### Work request
Copy out each line of the data holding "stem".

Stored data entries:
//! Record file encoding
//!
//! Records are RON. Writing optionally compresses with brotli; reading
//! auto-detects the format, so hand-edited plain files load too.

use super::{Record, RecordError};
use std::io::Cursor;

/// Maximum length of a record name
const MAX_NAME_LEN: usize = 256;

/// Serialize a record, brotli-compressed when `compress` is set
pub fn encode_record(record: &Record, compress: bool) -> Result<Vec<u8>, RecordError> {
    validate_record(record)?;

    let config = ron::ser::PrettyConfig::new()
        .depth_limit(3)
        .indentor("  ".to_string());
    let ron_data = ron::ser::to_string_pretty(record, config)
        .map_err(|e| RecordError::Serialization(e.to_string()))?;

    if !compress {
        return Ok(ron_data.into_bytes());
    }

    // quality 6, window 22 - good balance of speed/ratio
    let mut compressed = Vec::new();
    brotli::BrotliCompress(
        &mut Cursor::new(ron_data.as_bytes()),
        &mut compressed,
        &brotli::enc::BrotliEncoderParams {
            quality: 6,
            lgwin: 22,
            ..Default::default()
        },
    )
    .map_err(|e| RecordError::Compression(e.to_string()))?;

    Ok(compressed)
}

/// Deserialize a record from plain or compressed RON
///
/// The first byte picks which format to try first; if that fails the
/// other one is tried before giving up with the first error.
pub fn decode_record(data: &[u8]) -> Result<Record, RecordError> {
    let looks_plain = data
        .first()
        .map(|&b| b == b'(' || b == b'/' || b.is_ascii_whitespace() || b.is_ascii_alphabetic())
        .unwrap_or(false);

    let record = if looks_plain {
        decode_plain(data).or_else(|e| decode_compressed(data).map_err(|_| e))?
    } else {
        decode_compressed(data).or_else(|e| decode_plain(data).map_err(|_| e))?
    };

    validate_record(&record)?;
    Ok(record)
}

fn decode_plain(data: &[u8]) -> Result<Record, RecordError> {
    let text = std::str::from_utf8(data)
        .map_err(|e| RecordError::Serialization(format!("invalid UTF-8: {}", e)))?;
    ron::from_str(text).map_err(|e| RecordError::Serialization(e.to_string()))
}

fn decode_compressed(data: &[u8]) -> Result<Record, RecordError> {
    let mut decompressed = Vec::new();
    brotli::BrotliDecompress(&mut Cursor::new(data), &mut decompressed)
        .map_err(|e| RecordError::Compression(e.to_string()))?;
    decode_plain(&decompressed)
}

/// Checks applied on both write and read, so nothing is stored that
/// cannot be loaded again
fn validate_record(record: &Record) -> Result<(), RecordError> {
    if record.name.len() > MAX_NAME_LEN {
        return Err(RecordError::Validation(format!(
            "record {} name exceeds {} bytes",
            record.id, MAX_NAME_LEN
        )));
    }
    Ok(())
}
//! Record table - the query object for one content table
//!
//! Wraps a [`Storage`] with the table's directory layout and implements
//! [`IdSpace`] so the free-ID search can run against it directly.

use super::{decode_record, encode_record, Record, RecordError, RecordId, TableKind};
use crate::free_id::{IdSpace, Reservation};
use crate::storage::{Storage, StorageError};
use log::warn;
use std::collections::BTreeSet;

/// File extension of record files
pub const RECORD_EXT: &str = "ron";

#[derive(Debug, Clone, Copy)]
pub struct RecordTable<'a> {
    storage: &'a Storage,
    kind: TableKind,
    compress: bool,
}

impl<'a> RecordTable<'a> {
    pub fn new(storage: &'a Storage, kind: TableKind, compress: bool) -> Self {
        Self {
            storage,
            kind,
            compress,
        }
    }

    fn path(&self, id: RecordId) -> String {
        format!("{}/{}.{}", self.kind.dir_name(), id, RECORD_EXT)
    }

    /// Parse `<id>.ron`, returning `None` for anything else
    ///
    /// Only the exact name `path` would produce is accepted, so `007.ron`
    /// or `+7.ron` never count as row 7.
    fn parse_file_name(name: &str) -> Option<RecordId> {
        let stem = name.strip_suffix(RECORD_EXT)?.strip_suffix('.')?;
        let id: RecordId = stem.parse().ok()?;
        (id.to_string() == stem).then_some(id)
    }

    /// IDs of every row in the table, from the directory listing
    pub fn used_ids(&self) -> Result<BTreeSet<RecordId>, RecordError> {
        let names = self.storage.list(self.kind.dir_name())?;
        let mut ids = BTreeSet::new();
        for name in names {
            match Self::parse_file_name(&name) {
                Some(id) => {
                    ids.insert(id);
                }
                None => warn!("ignoring '{}' in table {}", name, self.kind),
            }
        }
        Ok(ids)
    }

    /// Look up a row, `None` if it does not exist
    pub fn find(&self, id: RecordId) -> Result<Option<Record>, RecordError> {
        let data = match self.storage.read(&self.path(id)) {
            Ok(data) => data,
            Err(StorageError::NotFound(_)) => return Ok(None),
            Err(e) => return Err(e.into()),
        };

        let record = decode_record(&data)?;
        if record.id != id {
            return Err(RecordError::Validation(format!(
                "{} holds record id {}",
                self.path(id),
                record.id
            )));
        }
        Ok(Some(record))
    }

    /// Look up a row that must exist
    pub fn get(&self, id: RecordId) -> Result<Record, RecordError> {
        self.find(id)?
            .ok_or_else(|| StorageError::NotFound(self.path(id)).into())
    }

    /// Insert a new row
    ///
    /// Fails with a duplicate-key error (see [`RecordError::is_duplicate_key`])
    /// if the ID is taken.
    pub fn insert(&self, record: &Record) -> Result<(), RecordError> {
        let data = encode_record(record, self.compress)?;
        self.storage.create(&self.path(record.id), &data)?;
        Ok(())
    }

    /// Overwrite an existing row
    ///
    /// Saving a row clears its placeholder flag.
    pub fn update(&self, record: &Record) -> Result<(), RecordError> {
        let path = self.path(record.id);
        if !self.storage.exists(&path)? {
            return Err(StorageError::NotFound(path).into());
        }

        let mut record = record.clone();
        record.placeholder = false;
        let data = encode_record(&record, self.compress)?;
        self.storage.write(&path, &data)?;
        Ok(())
    }

    /// Delete a row, returns whether it existed
    pub fn delete(&self, id: RecordId) -> Result<bool, RecordError> {
        let path = self.path(id);
        let existed = self.storage.exists(&path)?;
        self.storage.delete(&path)?;
        Ok(existed)
    }

    /// All readable rows in ID order
    ///
    /// Rows that fail to decode are logged and skipped; storage errors still
    /// fail the whole listing.
    pub fn list(&self) -> Result<Vec<Record>, RecordError> {
        let mut records = Vec::new();
        for id in self.used_ids()? {
            match self.find(id) {
                Ok(Some(record)) => records.push(record),
                // Deleted between listing and reading
                Ok(None) => {}
                Err(
                    e @ (RecordError::Serialization(_)
                    | RecordError::Compression(_)
                    | RecordError::Validation(_)),
                ) => {
                    warn!("skipping unreadable {}: {}", self.path(id), e);
                }
                Err(e) => return Err(e),
            }
        }
        Ok(records)
    }

    /// Rows that are still reservation placeholders
    pub fn placeholders(&self) -> Result<Vec<Record>, RecordError> {
        Ok(self.list()?.into_iter().filter(|r| r.placeholder).collect())
    }
}

impl IdSpace for RecordTable<'_> {
    type Error = RecordError;

    fn used_ids(&self) -> Result<BTreeSet<RecordId>, RecordError> {
        RecordTable::used_ids(self)
    }

    fn is_occupied(&self, id: RecordId) -> Result<bool, RecordError> {
        Ok(self.storage.exists(&self.path(id))?)
    }

    fn reserve(&self, id: RecordId) -> Result<Reservation, RecordError> {
        match self.insert(&Record::placeholder(self.kind, id)) {
            Ok(()) => Ok(Reservation::Reserved),
            Err(e) if e.is_duplicate_key() => Ok(Reservation::DuplicateKey),
            Err(e) => Err(e),
        }
    }
}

### Task answer
        let stem = name.strip_suffix(RECORD_EXT)?.strip_suffix('.')?;
        let id: RecordId = stem.parse().ok()?;
        (id.to_string() == stem).then_some(id)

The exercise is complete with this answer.